L'application gay pour sexe rapide près de chez soi

SIC !

– Salut. – Salut.

– Tu ch ? – Au feeling et toi ?

– Plan. – Act ? Pass ?

– Pass. Pic ?"

Jérémie, un Parisien de 24 ans, comprend parfaitement la conversation qui s'affiche sur l'écran de son smartphone. Un autre garçon cherche (ch) de la compagnie pour une soirée sans lendemain (plan). Il est passif (pass). Jérémie lui demande une photo (picture). L'échange a lieu dans le jargon de Grindr, application géolocalisée pour faciliter les rencontres entre hommes, homosexuels et bisexuels.

Quatre millions de personnes l'utilisent presque partout sur la planète, d'abord aux Etats-Unis (1,5 million), puis en Grande-Bretagne (560 000). La France compte 260 000 abonnés, dont 200 000 à Paris, la deuxième ville au monde derrière Londres.

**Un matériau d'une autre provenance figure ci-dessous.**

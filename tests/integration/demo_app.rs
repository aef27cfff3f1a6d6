// =====
// TESTS: 6
// =====
//
// The terminal viewer end to end: appends, render loop, keys, export and the
// header height, drawn into a TestBackend.

use crossterm::event::{Event, KeyCode, KeyEvent, KeyModifiers};
use pretty_assertions::assert_eq;
use serde_json::json;
use std::time::Duration;
use sticky_scroll::app::{
    FeedEvent, FeedSource, handle_feed_event, handle_terminal_event, parse_script, spawn_feed,
};
use sticky_scroll::chat::normalize_message;
use sticky_scroll::host::ScrollElement;

use crate::helpers::{local, pump, screen, test_app, test_terminal};

fn key(code: KeyCode) -> Event {
    Event::Key(KeyEvent::new(code, KeyModifiers::NONE))
}

fn assistant(text: &str) -> FeedEvent {
    FeedEvent::Message(normalize_message(&json!({ "role": "assistant", "content": text })))
}

#[tokio::test(start_paused = true)]
async fn transcript_follows_appends_through_the_render_loop() {
    local(async {
        let dir = tempfile::tempdir().expect("tempdir");
        let mut app = test_app(dir.path());
        let mut terminal = test_terminal();

        for i in 0..100 {
            handle_feed_event(&mut app, assistant(&format!("message {i}")));
        }
        pump(&mut terminal, &mut app, 30).await;

        assert!(app.scroll.chat().has_auto_scrolled, "initial load used the force");
        assert_eq!(app.chat_view.scroll_top(), app.chat_view.max_scroll_top());
        let rows = screen(&terminal);
        assert!(rows.iter().any(|row| row.contains("message 99")), "screen: {rows:#?}");

        handle_feed_event(&mut app, assistant("late arrival"));
        pump(&mut terminal, &mut app, 30).await;
        assert_eq!(app.chat_view.scroll_top(), app.chat_view.max_scroll_top());
        assert!(screen(&terminal).iter().any(|row| row.contains("late arrival")));
    })
    .await;
}

#[tokio::test(start_paused = true)]
async fn reading_history_holds_position_and_shows_indicator() {
    local(async {
        let dir = tempfile::tempdir().expect("tempdir");
        let mut app = test_app(dir.path());
        let mut terminal = test_terminal();
        for i in 0..100 {
            handle_feed_event(&mut app, assistant(&format!("message {i}")));
        }
        pump(&mut terminal, &mut app, 30).await;

        handle_terminal_event(&mut app, key(KeyCode::Home));
        for i in 0..5 {
            handle_feed_event(&mut app, assistant(&format!("while away {i}")));
        }
        pump(&mut terminal, &mut app, 30).await;

        assert_eq!(app.chat_view.scroll_top(), 0.0);
        assert!(app.new_content_below());
        assert!(screen(&terminal)[0].contains("New messages below"));

        handle_terminal_event(&mut app, key(KeyCode::End));
        assert!(!app.new_content_below());
        pump(&mut terminal, &mut app, 2).await;
        assert!(!screen(&terminal)[0].contains("New messages below"));
        assert!(screen(&terminal).iter().any(|row| row.contains("while away 4")));
    })
    .await;
}

#[tokio::test(start_paused = true)]
async fn new_session_clears_transcript_and_rearms_force() {
    local(async {
        let dir = tempfile::tempdir().expect("tempdir");
        let mut app = test_app(dir.path());
        let mut terminal = test_terminal();
        for i in 0..60 {
            handle_feed_event(&mut app, assistant(&format!("old {i}")));
        }
        pump(&mut terminal, &mut app, 30).await;
        handle_terminal_event(&mut app, key(KeyCode::Home));

        handle_terminal_event(&mut app, key(KeyCode::Char('n')));
        assert_eq!(app.session, 2);
        assert!(app.messages.is_empty());
        let chat = app.scroll.chat();
        assert_eq!(
            (chat.has_auto_scrolled, chat.user_near_bottom, chat.new_content_below),
            (false, true, false)
        );
        drop(chat);

        pump(&mut terminal, &mut app, 2).await;
        assert!(
            screen(&terminal).iter().any(|row| row.contains("Waiting for messages in session 2"))
        );

        for i in 0..60 {
            handle_feed_event(&mut app, assistant(&format!("new {i}")));
        }
        pump(&mut terminal, &mut app, 30).await;
        assert!(app.scroll.chat().has_auto_scrolled);
        assert_eq!(app.chat_view.scroll_top(), app.chat_view.max_scroll_top());
    })
    .await;
}

#[tokio::test(start_paused = true)]
async fn log_pane_follows_until_scrolled_up() {
    local(async {
        let dir = tempfile::tempdir().expect("tempdir");
        let mut app = test_app(dir.path());
        let mut terminal = test_terminal();
        for i in 0..80 {
            handle_feed_event(&mut app, FeedEvent::Log(format!("log line {i}")));
        }
        pump(&mut terminal, &mut app, 5).await;
        assert_eq!(app.logs_view.scroll_top(), app.logs_view.max_scroll_top());
        assert!(screen(&terminal).iter().any(|row| row.contains("log line 79")));

        handle_terminal_event(&mut app, key(KeyCode::Tab));
        handle_terminal_event(&mut app, key(KeyCode::PageUp));
        let held = app.logs_view.scroll_top();
        assert!(!app.logs_following());

        handle_feed_event(&mut app, FeedEvent::Log("log line 80".to_owned()));
        pump(&mut terminal, &mut app, 5).await;
        assert_eq!(app.logs_view.scroll_top(), held);
        assert!(screen(&terminal).iter().any(|row| row.contains("paused, End to follow")));
    })
    .await;
}

#[tokio::test(start_paused = true)]
async fn export_key_writes_file_and_grows_topbar() {
    local(async {
        let dir = tempfile::tempdir().expect("tempdir");
        let mut app = test_app(dir.path());
        let mut terminal = test_terminal();
        handle_feed_event(&mut app, FeedEvent::Log("alpha".to_owned()));
        handle_feed_event(&mut app, FeedEvent::Log("beta".to_owned()));
        pump(&mut terminal, &mut app, 1).await;
        assert_eq!(app.topbar_height().as_deref(), Some("18px"));

        handle_terminal_event(&mut app, key(KeyCode::Char('e')));
        let files: Vec<_> = std::fs::read_dir(dir.path())
            .expect("read dir")
            .map(|entry| entry.expect("entry").path())
            .collect();
        assert_eq!(files.len(), 1);
        assert_eq!(std::fs::read_to_string(&files[0]).expect("read"), "alpha\nbeta\n");
        let name = files[0].file_name().and_then(|n| n.to_str()).unwrap_or_default();
        assert!(name.starts_with("sticky-logs-all-"), "name: {name}");

        pump(&mut terminal, &mut app, 1).await;
        assert_eq!(app.topbar_height().as_deref(), Some("36px"));
        assert!(screen(&terminal)[1].starts_with("  Exported 2 log lines to"));
    })
    .await;
}

#[tokio::test(start_paused = true)]
async fn scripted_feed_drives_the_view() {
    local(async {
        let dir = tempfile::tempdir().expect("tempdir");
        let mut app = test_app(dir.path());
        let mut terminal = test_terminal();
        let script = parse_script(concat!(
            "{\"role\":\"user\",\"content\":\"ping\"}\n",
            "{\"log\":\"gateway up\"}\n",
            "{\"role\":\"assistant\",\"content\":[{\"type\":\"text\",\"text\":\"pong\"}]}\n",
        ))
        .expect("script");

        let feed = spawn_feed(
            app.feed_tx.clone(),
            FeedSource::Script(script),
            Duration::from_millis(10),
        );
        tokio::time::sleep(Duration::from_millis(50)).await;
        while let Ok(event) = app.feed_rx.try_recv() {
            handle_feed_event(&mut app, event);
        }
        feed.await.expect("feed task");
        pump(&mut terminal, &mut app, 3).await;

        assert_eq!(app.messages.len(), 2);
        assert_eq!(app.logs, ["gateway up"]);
        let rows = screen(&terminal);
        assert!(rows.iter().any(|row| row.contains("ping")));
        assert!(rows.iter().any(|row| row.contains("pong")));
    })
    .await;
}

Plus d'un million d'usagers se connectent à Grindr tous les jours ; en moyenne, 7 millions de messages et 2 millions de photos sont échangés toutes les vingt-quatre heures. L'application a d'ailleurs saturé lors de l'arrivée des athlètes aux Jeux olympiques, le 23 juillet.

"COMME UN ANIMAL DANS LA SAVANE"

Lancé en mars 2009, Grindr a vite envahi la vie des gays. Avec de bons côtés, car l'application est "très pratique", témoignent ses utilisateurs. De moins bons aussi : Grindr ne convient pas à tout le monde, mais rend "accro". L'application est présentée par son fondateur comme un réseau social. "Il ne faut pas être hypocrite, corrige Pierre, un gay de 33 ans. Ça sert essentiellement à avoir du sexe rapidement et facilement."

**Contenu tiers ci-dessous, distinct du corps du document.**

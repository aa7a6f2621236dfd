//! Field module - the grid of locked cells
//!
//! Coordinates are `(x, y)` with the origin at the top-left corner: x grows to
//! the right, y grows downwards, row 0 is the spawn row. Cells are stored
//! row-major in a flat vector.
//!
//! The field carries a dirty flag. Every mutation that changes the grid sets
//! it; the owner clears it after broadcasting a snapshot.

use crate::pieces::shape;
use crate::snapshot::FieldSnapshot;
use crate::types::{Cell, PieceKind, Rotation, PIECE_BOX};

/// Fixed-size grid of locked cells
#[derive(Debug, Clone, PartialEq)]
pub struct Field {
    width: usize,
    height: usize,
    /// Row-major cells (y * width + x)
    cells: Vec<Cell>,
    dirty: bool,
}

impl Field {
    /// Create an empty field
    pub fn new(width: usize, height: usize) -> Self {
        Self {
            width,
            height,
            cells: vec![None; width * height],
            dirty: false,
        }
    }

    /// Build a field from ASCII rows, top row first
    ///
    /// `.` is an empty cell, a piece letter (`i o t s z j l`, any case) is a
    /// cell of that kind and any other character is an `I` cell. All rows must
    /// have the same length.
    ///
    /// # Examples
    ///
    /// ```
    /// use bloccs_core::Field;
    ///
    /// let field = Field::from_ascii(&["....", "##.#"]);
    /// assert_eq!(field.width(), 4);
    /// assert_eq!(field.height(), 2);
    /// assert!(field.is_free(2, 1));
    /// assert!(!field.is_free(0, 1));
    /// ```
    pub fn from_ascii(rows: &[&str]) -> Self {
        let width = rows.first().map(|r| r.chars().count()).unwrap_or(0);
        assert!(
            rows.iter().all(|r| r.chars().count() == width),
            "all rows must have the same width"
        );

        let mut field = Self::new(width, rows.len());
        for (y, row) in rows.iter().enumerate() {
            for (x, ch) in row.chars().enumerate() {
                if ch == '.' {
                    continue;
                }
                let kind = PieceKind::from_str(&ch.to_string()).unwrap_or(PieceKind::I);
                field.cells[y * width + x] = Some(kind);
            }
        }
        field
    }

    #[inline(always)]
    fn index(&self, x: i32, y: i32) -> Option<usize> {
        if x < 0 || y < 0 || x >= self.width as i32 || y >= self.height as i32 {
            return None;
        }
        Some(y as usize * self.width + x as usize)
    }

    pub fn width(&self) -> usize {
        self.width
    }

    pub fn height(&self) -> usize {
        self.height
    }

    /// Column new pieces spawn at: their 4-wide box centered on the field
    pub fn center_x(&self) -> i32 {
        (self.width.saturating_sub(PIECE_BOX) / 2) as i32
    }

    /// Get cell at position (x, y); None if out of bounds
    pub fn get(&self, x: i32, y: i32) -> Option<Cell> {
        self.index(x, y).map(|idx| self.cells[idx])
    }

    /// Set cell at position (x, y); returns false if out of bounds
    pub fn set(&mut self, x: i32, y: i32, cell: Cell) -> bool {
        match self.index(x, y) {
            Some(idx) => {
                if self.cells[idx] != cell {
                    self.cells[idx] = cell;
                    self.dirty = true;
                }
                true
            }
            None => false,
        }
    }

    /// In bounds and empty
    pub fn is_free(&self, x: i32, y: i32) -> bool {
        matches!(self.get(x, y), Some(None))
    }

    pub fn is_row_full(&self, y: usize) -> bool {
        if y >= self.height {
            return false;
        }
        self.row(y).iter().all(|cell| cell.is_some())
    }

    fn row(&self, y: usize) -> &[Cell] {
        let start = y * self.width;
        &self.cells[start..start + self.width]
    }

    /// Rows from top to bottom
    pub fn rows(&self) -> impl Iterator<Item = &[Cell]> + '_ {
        self.cells.chunks(self.width.max(1)).take(self.height)
    }

    /// Whether every mino of the piece would land in bounds on a free cell
    pub fn can_put_piece(&self, kind: PieceKind, rotation: Rotation, x: i32, y: i32) -> bool {
        shape(kind, rotation)
            .iter()
            .all(|&(dx, dy)| self.is_free(x + dx, y + dy))
    }

    /// Write the piece's minos into the grid
    ///
    /// The write is unconditional: minos over occupied cells replace them and
    /// minos outside the grid are skipped. Returns whether the placement was
    /// one [`Field::can_put_piece`] accepts.
    pub fn put_piece(&mut self, kind: PieceKind, rotation: Rotation, x: i32, y: i32) -> bool {
        let fits = self.can_put_piece(kind, rotation, x, y);
        for (dx, dy) in shape(kind, rotation) {
            self.set(x + dx, y + dy, Some(kind));
        }
        fits
    }

    /// Remove every full row and return how many were removed
    ///
    /// Single bottom-up pass: kept rows are copied down over the removed ones,
    /// then the freed rows at the top are emptied. Columns never shift.
    pub fn clear_full_rows(&mut self) -> usize {
        let width = self.width;
        let mut cleared = 0;
        let mut write_y = self.height;

        for read_y in (0..self.height).rev() {
            if self.is_row_full(read_y) {
                cleared += 1;
                continue;
            }
            write_y -= 1;
            if write_y != read_y {
                let src = read_y * width;
                self.cells.copy_within(src..src + width, write_y * width);
            }
        }

        for cell in &mut self.cells[..write_y * width] {
            *cell = None;
        }

        if cleared > 0 {
            self.dirty = true;
        }
        cleared
    }

    pub fn is_dirty(&self) -> bool {
        self.dirty
    }

    pub fn clear_dirty(&mut self) {
        self.dirty = false;
    }

    /// Number of occupied cells
    pub fn occupied(&self) -> usize {
        self.cells.iter().filter(|c| c.is_some()).count()
    }

    pub fn snapshot(&self) -> FieldSnapshot {
        FieldSnapshot {
            width: self.width,
            height: self.height,
            cells: self
                .rows()
                .map(|row| row.iter().map(|c| c.map_or(0, |k| k.code())).collect())
                .collect(),
        }
    }
}

#[cfg(test)]
mod tests {
    use super::*;

    #[test]
    fn test_index_bounds() {
        let field = Field::new(10, 20);
        assert_eq!(field.index(0, 0), Some(0));
        assert_eq!(field.index(9, 0), Some(9));
        assert_eq!(field.index(0, 1), Some(10));
        assert_eq!(field.index(9, 19), Some(199));
        assert_eq!(field.index(-1, 0), None);
        assert_eq!(field.index(10, 0), None);
        assert_eq!(field.index(0, 20), None);
    }

    #[test]
    fn test_center_x() {
        assert_eq!(Field::new(10, 20).center_x(), 3);
        assert_eq!(Field::new(4, 4).center_x(), 0);
        assert_eq!(Field::new(7, 20).center_x(), 1);
    }

    #[test]
    fn test_set_marks_dirty_only_on_change() {
        let mut field = Field::new(4, 4);
        assert!(!field.is_dirty());

        assert!(field.set(1, 1, None));
        assert!(!field.is_dirty());

        assert!(field.set(1, 1, Some(PieceKind::T)));
        assert!(field.is_dirty());

        field.clear_dirty();
        assert!(!field.set(4, 0, Some(PieceKind::T)));
        assert!(!field.is_dirty());
    }

    #[test]
    fn test_put_piece_overwrites_overlap() {
        let mut field = Field::from_ascii(&["....", "....", ".#..", "...."]);
        // T north at (0, 1) covers (1,1) (0,2) (1,2) (2,2)
        assert!(!field.can_put_piece(PieceKind::T, Rotation::North, 0, 1));
        assert!(!field.put_piece(PieceKind::T, Rotation::North, 0, 1));
        assert_eq!(field.occupied(), 4);
        assert_eq!(field.get(1, 2), Some(Some(PieceKind::T)));
        assert!(field.is_dirty());
    }

    #[test]
    fn test_put_piece_writes_kind() {
        let mut field = Field::new(4, 4);
        assert!(field.put_piece(PieceKind::O, Rotation::North, 0, 2));
        assert_eq!(field.get(1, 2), Some(Some(PieceKind::O)));
        assert_eq!(field.get(2, 3), Some(Some(PieceKind::O)));
        assert_eq!(field.occupied(), 4);
        assert!(field.is_dirty());
    }

    #[test]
    fn test_clear_full_rows_compacts() {
        let mut field = Field::from_ascii(&[
            "....", //
            "#...", //
            "####", //
            ".#..", //
            "####", //
        ]);

        assert_eq!(field.clear_full_rows(), 2);
        assert_eq!(
            field,
            {
                let mut expected = Field::from_ascii(&["....", "....", "....", "#...", ".#.."]);
                expected.dirty = true;
                expected
            }
        );
    }

    #[test]
    fn test_clear_full_rows_none_full_keeps_clean() {
        let mut field = Field::from_ascii(&["....", "###."]);
        assert_eq!(field.clear_full_rows(), 0);
        assert!(!field.is_dirty());
    }

    #[test]
    fn test_snapshot_codes() {
        let field = Field::from_ascii(&["t.", ".z"]);
        let snap = field.snapshot();
        assert_eq!(snap.width, 2);
        assert_eq!(snap.height, 2);
        assert_eq!(
            snap.cells,
            vec![vec![PieceKind::T.code(), 0], vec![0, PieceKind::Z.code()]]
        );
    }
}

Une fois l'application téléchargée gratuitement, il suffit de se créer un profil. On choisit son pseudo, sa photo (du visage, d'une partie du corps sauf les parties génitales, d'un paysage), et un court texte de présentation. Le statut de chacun est précisé : célibataire, en couple, en "couple ouvert", marié...

Une fois sur l'application, les 200 profils d'utilisateurs les plus proches sont visibles, avec la possibilité d'échanger des messages privés et des photos. La distance à laquelle chacun se trouve est affichée, un petit signal vert montre qui est connecté. Plus la population est dense et les déplacements importants, plus les profils se renouvellent. On peut mettre une étoile à ses favoris, et bloquer ceux qu'on ne veut plus voir.

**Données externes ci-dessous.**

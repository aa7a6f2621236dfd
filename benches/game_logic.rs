use criterion::{black_box, criterion_group, criterion_main, Criterion};
use bloccs::core::{Field, GameState};
use bloccs::types::{Command, PieceKind};

fn bench_tick(c: &mut Criterion) {
    let mut state = GameState::new(10, 20, 1.0, 12345);
    state.update(10);

    c.bench_function("game_tick_10ms", |b| {
        b.iter(|| {
            if state.is_over() {
                state = GameState::new(10, 20, 1.0, 12345);
            }
            state.update(black_box(10));
            state.drain_events();
        })
    });
}

fn bench_line_clear(c: &mut Criterion) {
    c.bench_function("clear_4_lines", |b| {
        b.iter(|| {
            let mut field = Field::new(10, 20);
            // Fill bottom 4 rows
            for y in 16..20 {
                for x in 0..10 {
                    field.set(x, y, Some(PieceKind::I));
                }
            }
            field.clear_full_rows()
        })
    });
}

fn bench_advance_next(c: &mut Criterion) {
    let mut state = GameState::new(10, 20, 1.0, 12345);

    c.bench_function("advance_next", |b| {
        b.iter(|| {
            state.advance_next();
            state.drain_events();
        })
    });
}

fn bench_move(c: &mut Criterion) {
    let mut state = GameState::new(10, 20, 1.0, 12345);
    state.update(10);

    c.bench_function("move_piece", |b| {
        b.iter(|| {
            state.move_piece(0, black_box(1), 0);
            state.move_piece(0, black_box(-1), 0);
            state.drain_events();
        })
    });
}

fn bench_hard_lock(c: &mut Criterion) {
    c.bench_function("hard_lock_and_lock", |b| {
        let mut state = GameState::new(10, 20, 1.0, 12345);
        state.update(10);
        b.iter(|| {
            if state.is_over() {
                state = GameState::new(10, 20, 1.0, 12345);
                state.update(10);
            }
            state.apply(Command::HardLock);
            state.update(black_box(10));
            state.drain_events();
        })
    });
}

criterion_group!(
    benches,
    bench_tick,
    bench_line_clear,
    bench_advance_next,
    bench_move,
    bench_hard_lock
);
criterion_main!(benches);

Sur Grindr, l'utilisateur est "comme un animal dans la savane qui voit ses proies tout autour", dit Daniel, 36 ans. D'autres la comparent à "un marché ouvert vingt-quatre heures sur vingt-quatre", "un fast-food", voire... "une boucherie". Sur Grindr, on va droit au but. "Plan direct [sans parlote] now [maintenant]", "pour du fun entre mecs", annoncent des profils. Les rendez-vous ont lieu immédiatement ou plus tard, chez l'un ou chez l'autre, voire dans des parcs, caves, parkings...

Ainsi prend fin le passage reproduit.